═════ MATERIAL SHOWN ═════

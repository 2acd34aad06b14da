// ABOUTME: Tests for race prediction tables generated from a single performance
// ABOUTME: Validates report order, formatted times, marathon pace, and custom targets
//
// SPDX-License-Identifier: MIT OR Apache-2.0
// Copyright (c) 2025 Pierre Fitness Intelligence

#![allow(clippy::unwrap_used, clippy::expect_used, clippy::panic)]
#![allow(missing_docs)]

use vdot_predictor::errors::ErrorCode;
use vdot_predictor::intelligence::PerformancePredictor;
use vdot_predictor::models::{Pace, Performance, StandardRace};

fn ten_k_at_five_minute_pace() -> Performance {
    Performance::from_pace(Pace::new(5, 0).unwrap(), 10.0).unwrap()
}

#[test]
fn test_standard_races_in_report_order() {
    let report = PerformancePredictor::generate_race_predictions(&ten_k_at_five_minute_pace())
        .unwrap();

    let races: Vec<Option<StandardRace>> = report.races.iter().map(|row| row.race).collect();
    assert_eq!(
        races,
        vec![
            Some(StandardRace::Marathon),
            Some(StandardRace::HalfMarathon),
            Some(StandardRace::TenK),
            Some(StandardRace::FiveK),
        ]
    );
    assert!(report.additional.is_empty());
    assert_eq!(PerformancePredictor::format_vdot(report.vdot), "40.0");
}

#[test]
fn test_formatted_times_for_ten_k_in_fifty() {
    let report = PerformancePredictor::generate_race_predictions(&ten_k_at_five_minute_pace())
        .unwrap();

    let formatted = |race| {
        report
            .race(race)
            .map(|row| row.formatted_time.clone())
            .unwrap()
    };
    assert_eq!(formatted(StandardRace::Marathon), "3:49:34");
    assert_eq!(formatted(StandardRace::HalfMarathon), "1:50:52");
    assert_eq!(formatted(StandardRace::TenK), "50:00");
    assert_eq!(formatted(StandardRace::FiveK), "24:06");
    assert_eq!(report.marathon_pace, "5:26");
}

#[test]
fn test_source_distance_recovers_source_time() {
    let report = PerformancePredictor::generate_race_predictions(&ten_k_at_five_minute_pace())
        .unwrap();
    let ten_k = report.race(StandardRace::TenK).unwrap();
    assert!(ten_k.converged);
    assert!((ten_k.predicted_minutes - 50.0).abs() < 0.01);
}

#[test]
fn test_slow_marathon_convergence_is_reported_not_raised() {
    // At VDOT 40 the marathon exhausts the iteration budget just short of tolerance
    let report = PerformancePredictor::generate_race_predictions(&ten_k_at_five_minute_pace())
        .unwrap();
    let marathon = report.race(StandardRace::Marathon).unwrap();
    assert!(!marathon.converged);
    assert_eq!(marathon.iterations, 100);
    assert!(!report.all_converged());
}

#[test]
fn test_additional_targets_keep_input_order() {
    let report = PerformancePredictor::generate_with_targets(
        &ten_k_at_five_minute_pace(),
        &[30_000.0, 15_000.0, 8_000.0],
    )
    .unwrap();

    let labels: Vec<&str> = report
        .additional
        .iter()
        .map(|row| row.label.as_str())
        .collect();
    assert_eq!(labels, vec!["30 km", "15 km", "8 km"]);
    assert!(report.additional.iter().all(|row| row.race.is_none()));

    let fifteen = &report.additional[1];
    let ten_k = report.race(StandardRace::TenK).unwrap();
    let half = report.race(StandardRace::HalfMarathon).unwrap();
    assert!(ten_k.predicted_minutes < fifteen.predicted_minutes);
    assert!(fifteen.predicted_minutes < half.predicted_minutes);
}

#[test]
fn test_invalid_additional_target_is_rejected() {
    let error =
        PerformancePredictor::generate_with_targets(&ten_k_at_five_minute_pace(), &[0.0])
            .unwrap_err();
    assert_eq!(error.code, ErrorCode::InvalidInput);
}

#[test]
fn test_predict_standard_races_matches_distances() {
    let rows = PerformancePredictor::predict_standard_races(50.0).unwrap();
    assert_eq!(rows.len(), 4);
    for (row, race) in rows.iter().zip(StandardRace::ALL) {
        assert_eq!(row.race, Some(race));
        assert_eq!(row.label, race.label());
        assert!((row.distance_meters - race.distance_meters()).abs() < f64::EPSILON);
    }
}

#[test]
fn test_report_serializes_to_json() {
    let report = PerformancePredictor::generate_race_predictions(&ten_k_at_five_minute_pace())
        .unwrap();
    let json = serde_json::to_value(&report).unwrap();

    assert_eq!(json["races"][0]["race"], "marathon");
    assert_eq!(json["races"][1]["race"], "half_marathon");
    assert_eq!(json["races"][3]["formatted_time"], "24:06");
    assert_eq!(json["marathon_pace"], "5:26");
    assert!(json.get("additional").is_none());
    assert!((json["based_on"]["distance_meters"].as_f64().unwrap() - 10_000.0).abs() < 1e-9);
}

═════

YOUR TASK:
Every record must be transcribed exactly, with no line skipped.

ANSWER TO THIS TASK:
repository 2acd34aad06b14da
// ABOUTME: Tests for race prediction tables generated from a single performance
// ABOUTME: Validates report order, formatted times, marathon pace, and custom targets
//
// SPDX-License-Identifier: MIT OR Apache-2.0
// Copyright (c) 2025 Pierre Fitness Intelligence

#![allow(clippy::unwrap_used, clippy::expect_used, clippy::panic)]
#![allow(missing_docs)]

use vdot_predictor::errors::ErrorCode;
use vdot_predictor::intelligence::PerformancePredictor;
use vdot_predictor::models::{Pace, Performance, StandardRace};

fn ten_k_at_five_minute_pace() -> Performance {
    Performance::from_pace(Pace::new(5, 0).unwrap(), 10.0).unwrap()
}

#[test]
fn test_standard_races_in_report_order() {
    let report = PerformancePredictor::generate_race_predictions(&ten_k_at_five_minute_pace())
        .unwrap();

    let races: Vec<Option<StandardRace>> = report.races.iter().map(|row| row.race).collect();
    assert_eq!(
        races,
        vec![
            Some(StandardRace::Marathon),
            Some(StandardRace::HalfMarathon),
            Some(StandardRace::TenK),
            Some(StandardRace::FiveK),
        ]
    );
    assert!(report.additional.is_empty());
    assert_eq!(PerformancePredictor::format_vdot(report.vdot), "40.0");
}

#[test]
fn test_formatted_times_for_ten_k_in_fifty() {
    let report = PerformancePredictor::generate_race_predictions(&ten_k_at_five_minute_pace())
        .unwrap();

    let formatted = |race| {
        report
            .race(race)
            .map(|row| row.formatted_time.clone())
            .unwrap()
    };
    assert_eq!(formatted(StandardRace::Marathon), "3:49:34");
    assert_eq!(formatted(StandardRace::HalfMarathon), "1:50:52");
    assert_eq!(formatted(StandardRace::TenK), "50:00");
    assert_eq!(formatted(StandardRace::FiveK), "24:06");
    assert_eq!(report.marathon_pace, "5:26");
}

#[test]
fn test_source_distance_recovers_source_time() {
    let report = PerformancePredictor::generate_race_predictions(&ten_k_at_five_minute_pace())
        .unwrap();
    let ten_k = report.race(StandardRace::TenK).unwrap();
    assert!(ten_k.converged);
    assert!((ten_k.predicted_minutes - 50.0).abs() < 0.01);
}

#[test]
fn test_slow_marathon_convergence_is_reported_not_raised() {
    // At VDOT 40 the marathon exhausts the iteration budget just short of tolerance
    let report = PerformancePredictor::generate_race_predictions(&ten_k_at_five_minute_pace())
        .unwrap();
    let marathon = report.race(StandardRace::Marathon).unwrap();
    assert!(!marathon.converged);
    assert_eq!(marathon.iterations, 100);
    assert!(!report.all_converged());
}

#[test]
fn test_additional_targets_keep_input_order() {
    let report = PerformancePredictor::generate_with_targets(
        &ten_k_at_five_minute_pace(),
        &[30_000.0, 15_000.0, 8_000.0],
    )
    .unwrap();

    let labels: Vec<&str> = report
        .additional
        .iter()
        .map(|row| row.label.as_str())
        .collect();
    assert_eq!(labels, vec!["30 km", "15 km", "8 km"]);
    assert!(report.additional.iter().all(|row| row.race.is_none()));

    let fifteen = &report.additional[1];
    let ten_k = report.race(StandardRace::TenK).unwrap();
    let half = report.race(StandardRace::HalfMarathon).unwrap();
    assert!(ten_k.predicted_minutes < fifteen.predicted_minutes);
    assert!(fifteen.predicted_minutes < half.predicted_minutes);
}

#[test]
fn test_invalid_additional_target_is_rejected() {
    let error =
        PerformancePredictor::generate_with_targets(&ten_k_at_five_minute_pace(), &[0.0])
            .unwrap_err();
    assert_eq!(error.code, ErrorCode::InvalidInput);
}

#[test]
fn test_predict_standard_races_matches_distances() {
    let rows = PerformancePredictor::predict_standard_races(50.0).unwrap();
    assert_eq!(rows.len(), 4);
    for (row, race) in rows.iter().zip(StandardRace::ALL) {
        assert_eq!(row.race, Some(race));
        assert_eq!(row.label, race.label());
        assert!((row.distance_meters - race.distance_meters()).abs() < f64::EPSILON);
    }
}

#[test]
fn test_report_serializes_to_json() {
    let report = PerformancePredictor::generate_race_predictions(&ten_k_at_five_minute_pace())
        .unwrap();
    let json = serde_json::to_value(&report).unwrap();

    assert_eq!(json["races"][0]["race"], "marathon");
    assert_eq!(json["races"][1]["race"], "half_marathon");
    assert_eq!(json["races"][3]["formatted_time"], "24:06");
    assert_eq!(json["marathon_pace"], "5:26");
    assert!(json.get("additional").is_none());
    assert!((json["based_on"]["distance_meters"].as_f64().unwrap() - 10_000.0).abs() < 1e-9);
}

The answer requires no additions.